Le vent souffle, les nuages bougent, il pleut (du méthane), et des vallées, des dunes et des montagnes composent le paysage. Des volcans froids éjectent peut-être de l'eau en guise de lave.
- Une Terre primitive -
«C'est vraiment étrange: Titan a des matériaux très différents. Mais sa géologie ressemble vraiment à celle de la Terre», poursuit Zibi Turtle.
Les scientifiques supposent que les conditions y sont similaires à celles qui existaient sur la Terre avant l'apparition de la vie. Ils pensent que le méthane liquide peut jouer le même rôle que l'eau pour sauter le pas entre chimie... et biologie.
Dragonfly, un mini-laboratoire chimique, va donc chercher pendant des années, en volant d'un site à un autre, des molécules complexes à base de carbone... à la recherche des «briques de la vie».
Peut-être que les molécules ramassées dans une ancienne rivière seront différentes de celles qui n'ont jamais été mouillées. Toute cette histoire primitive a été effacée sur Terre. Titan offre un voyage dans le temps.
Et si Dragonfly ne trouvait rien? «C'est impossible», répond Zibi Turtle, sans le moindre doute. «Quoiqu'on trouve, cela racontera quelque chose.»
«L'exploration des planètes m'a enseigné que le système solaire était plus créatif que notre imagination.
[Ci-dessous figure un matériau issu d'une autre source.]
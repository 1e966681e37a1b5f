//! Storage traits and error types
//!
//! This module defines the trait interface for site store backends and
//! associated error types.

use crate::state::SiteStatus;
use crate::storage::{ClaimedSite, CrawlJob, UrlMatch};
use std::collections::HashMap;
use thiserror::Error;

/// Errors that can occur during storage operations
#[derive(Debug, Error)]
pub enum StorageError {
    #[error("Database error: {0}")]
    Database(String),

    #[error("Site not found: {0}")]
    SiteNotFound(i64),

    #[error("Blob not found: {0}")]
    BlobNotFound(String),

    #[error("Invalid status transition: {from} -> {to}")]
    InvalidTransition { from: SiteStatus, to: SiteStatus },

    #[error("SQLite error: {0}")]
    Sqlite(#[from] rusqlite::Error),
}

/// Result type for storage operations
pub type StorageResult<T> = Result<T, StorageError>;

/// Trait for site store implementations
///
/// The store is shared by the job source and every worker, so all methods
/// take `&self` and implementations must serialize access internally.
/// Operations documented as transactional must be atomic with respect to
/// concurrent callers; the rest are single-statement best-effort writes.
pub trait SiteStore: Send + Sync {
    // ===== Intake =====

    /// Inserts a new site with status `pending` and empty progress
    ///
    /// # Returns
    ///
    /// The ID assigned by the store
    fn insert_site(&self, name: &str, url: &str, metadata: &str) -> StorageResult<i64>;

    // ===== Queue =====

    /// Claims up to `batch_size` pending sites, moving them to `scheduled`
    ///
    /// Selection and status change happen in one transaction, so a site is
    /// returned by at most one call until it is reset to `pending`.
    fn claim_pending(&self, batch_size: usize) -> StorageResult<Vec<ClaimedSite>>;

    /// Finds every site whose URL is exactly `url`
    fn find_by_url(&self, url: &str) -> StorageResult<Vec<UrlMatch>>;

    /// Marks a site as `duplicate` if another site with its URL is
    /// `processing` or `done`
    ///
    /// The sibling check and the status change happen in one transaction.
    ///
    /// # Returns
    ///
    /// Whether the site was marked
    fn mark_duplicate(&self, id: i64) -> StorageResult<bool>;

    /// Gets a site by ID
    fn get_by_id(&self, id: i64) -> StorageResult<CrawlJob>;

    /// Writes status and progress for a site
    fn update_status(&self, id: i64, status: SiteStatus, progress: &str) -> StorageResult<()>;

    /// Returns a terminal site to `pending` so it is crawled again
    fn reset_status(&self, id: i64) -> StorageResult<()>;

    // ===== Blobs =====

    /// Stores a blob, replacing any existing blob with the same name
    fn put_blob(&self, name: &str, data: &[u8]) -> StorageResult<()>;

    /// Gets a blob by name
    fn get_blob(&self, name: &str) -> StorageResult<Vec<u8>>;

    // ===== Listing =====

    /// Lists every site ordered by ID
    fn list_sites(&self) -> StorageResult<Vec<CrawlJob>>;

    /// Counts sites by status
    fn count_by_status(&self) -> StorageResult<HashMap<SiteStatus, u64>>;
}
Il y a toujours des surprises».
En attendant, il faut finir de concevoir et fabriquer Dragonfly: quatre paires de rotors, un mini-générateur nucléaire, une batterie lithium-ion, dix caméras, deux perceuses d'échantillonnage, quatre instruments scientifiques.
Des centaines de scientifiques et ingénieurs de diverses institutions sont impliqués.
Ken Hibbard, l'ingénieur principal, a travaillé beaucoup de soirs et week-ends depuis des mois. Il sait qu'il vieillira avec ce projet.
«On investit tellement de temps et d'énergie qu'une partie de notre âme finit dans ces projets», dit-il.
Il sera probablement dans la salle de contrôle du campus en 2026, pour le lancement. Zibi Turtle, elle, voudra y assister en personne. «C'est ce qui est prévu», dit-elle.